Abstract. The CO 2 partial pressure in the chloroplasts of intact photosynthetic C 3 leaves is thought to be less than the intercellular CO 2 partial pressure. The intercellular CO 2 partial pressure can be calculated from CO 2 and H 2 O gas exchange measurements, whereas the CO 2 partial pressure in the chloroplasts is unknown. The conductance of CO 2 from the intercellular space to the chloroplast stroma and the CO 2 partial pressure in the chloroplast stroma can be calculated if the properties of photosynthetic gas exchange are compared with the kinetics of the enzyme ribulose 1,5‐bisphosphate carboxylase/oxygenase (RuBPCO). A discrepancy between gas exchange and RuBPCO kinetics can be attributed to a deviation of CO 2 partial pressure in the chloroplast stroma from that calculated in the intercellular space.
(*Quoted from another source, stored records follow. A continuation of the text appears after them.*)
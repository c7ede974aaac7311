use crate::records::{Coordinates, Record};
use crate::search::{SearchError, SearchResult};
use serde::{Deserialize, Serialize};
use serde_json::{Map, Value};
use std::collections::BTreeMap;
use std::path::Path;

/// A schemaless record, as read from JSON lines files by the CLI
#[derive(Debug, Clone, Default, PartialEq, Serialize, Deserialize)]
pub struct JsonRecord {
    pub id: String,

    #[serde(default, skip_serializing_if = "Option::is_none")]
    pub kind: Option<String>,

    #[serde(default)]
    pub attributes: Map<String, Value>,

    #[serde(default, skip_serializing_if = "Option::is_none")]
    pub conversions: Option<BTreeMap<String, u64>>,

    #[serde(default, skip_serializing_if = "Option::is_none")]
    pub personalization: Option<Vec<String>>,

    #[serde(default, skip_serializing_if = "BTreeMap::is_empty")]
    pub locations: BTreeMap<String, Coordinates>,
}

impl JsonRecord {
    pub fn new(id: impl Into<String>) -> Self {
        Self {
            id: id.into(),
            ..Default::default()
        }
    }

    pub fn with_kind(mut self, kind: impl Into<String>) -> Self {
        self.kind = Some(kind.into());
        self
    }

    pub fn with_attribute(mut self, name: impl Into<String>, value: impl Into<Value>) -> Self {
        self.attributes.insert(name.into(), value.into());
        self
    }

    pub fn with_conversion(mut self, term: impl Into<String>, count: u64) -> Self {
        self.conversions
            .get_or_insert_with(BTreeMap::new)
            .insert(term.into(), count);
        self
    }

    pub fn with_actor(mut self, actor: impl Into<String>) -> Self {
        self.personalization
            .get_or_insert_with(Vec::new)
            .push(actor.into());
        self
    }

    pub fn with_location(mut self, field: impl Into<String>, coordinates: Coordinates) -> Self {
        self.locations.insert(field.into(), coordinates);
        self
    }

    /// String attribute shortcut, mostly for assertions
    pub fn attribute_str(&self, name: &str) -> Option<&str> {
        self.attributes.get(name).and_then(Value::as_str)
    }
}

impl Record for JsonRecord {
    fn id(&self) -> String {
        self.id.clone()
    }

    fn kind(&self) -> Option<&str> {
        self.kind.as_deref()
    }

    fn attributes(&self) -> Map<String, Value> {
        self.attributes.clone()
    }

    fn conversions(&self) -> Option<BTreeMap<String, u64>> {
        self.conversions.clone()
    }

    fn personalization_actors(&self) -> Option<Vec<String>> {
        self.personalization.clone()
    }

    fn location(&self, field: &str) -> Option<Coordinates> {
        self.locations.get(field).cloned()
    }
}

/// Read one JSON record per line; blank lines are ignored
pub fn load_json_lines(path: &Path) -> SearchResult<Vec<JsonRecord>> {
    let content = std::fs::read_to_string(path).map_err(|e| {
        SearchError::RecordSource(format!("Failed to read {}: {}", path.display(), e))
    })?;

    content
        .lines()
        .enumerate()
        .filter(|(_, line)| !line.trim().is_empty())
        .map(|(number, line)| {
            serde_json::from_str(line).map_err(|e| {
                SearchError::RecordSource(format!(
                    "{}:{}: invalid record: {}",
                    path.display(),
                    number + 1,
                    e
                ))
            })
        })
        .collect()
}

#[cfg(test)]
mod tests {
    use super::*;
    use serde_json::json;
    use std::io::Write;

    #[test]
    fn test_record_from_json() {
        let record: JsonRecord = serde_json::from_value(json!({
            "id": "1",
            "attributes": { "name": "Gummy Bear", "orders_count": 3 },
            "conversions": { "bear": 5 },
            "personalization": ["u1"],
            "locations": { "location": { "lat": 37.77, "lon": -122.42 } }
        }))
        .unwrap();

        assert_eq!(record.attribute_str("name"), Some("Gummy Bear"));
        assert_eq!(record.conversions().unwrap()["bear"], 5);
        assert_eq!(record.personalization_actors().unwrap(), vec!["u1"]);
        assert_eq!(
            record.location("location").unwrap().latitude,
            Some(json!(37.77))
        );
        assert!(record.location("other").is_none());
    }

    #[test]
    fn test_load_json_lines() {
        let mut file = tempfile::NamedTempFile::new().unwrap();
        writeln!(file, r#"{{"id": "1", "attributes": {{"name": "Dustin Bag"}}}}"#).unwrap();
        writeln!(file).unwrap();
        writeln!(file, r#"{{"id": "2", "kind": "dog", "attributes": {{"name": "Rex"}}}}"#).unwrap();

        let records = load_json_lines(file.path()).unwrap();
        assert_eq!(records.len(), 2);
        assert_eq!(records[1].kind(), Some("dog"));
    }

    #[test]
    fn test_load_json_lines_reports_line() {
        let mut file = tempfile::NamedTempFile::new().unwrap();
        writeln!(file, r#"{{"id": "1"}}"#).unwrap();
        writeln!(file, "not json").unwrap();

        let err = load_json_lines(file.path()).unwrap_err();
        assert!(err.to_string().contains(":2:"));
    }
}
This paper is concerned with the following: estimation of the kinetic constants of RuBPCO and their comparison with the CO 2 compensation concentration; their comparison with differential uptake of 14 CO 2 and 12 CO 2 ; and their comparison with O 2 dependence of net CO 2 uptake of photosynthetic leaves. Discrepancy between RuBPCO kinetics and gas exchange was found at a temperature of 12.5 °C, a photosynthetic photon flux density (PPFD) of 550 μmol quanta m −2 s −1 , and an ambient CO 2 partial pressure of 40 Pa. Consistency between RuBPCO kinetics and gas exchange was found if CO 2 partial pressure was decreased, temperature incresed and PPFD decreased. The results suggest that a discrepancy between RuBPCO kinetics and gas exchange is due to a diffusion resistance for CO 2 across the chloroplast envelope which decreases with increasing temperature. At low CO 2 partial pressure, the diffusion resistance appears to be counterbalanced by active CO 2 (or HCO 3 ) transport with high affinity and low maximum velocity. At low PPFD, CO 2 partial pressure in the chloroplast stroma appears to be in equilibrium with that in the intercellular space due to low CO 2 flux.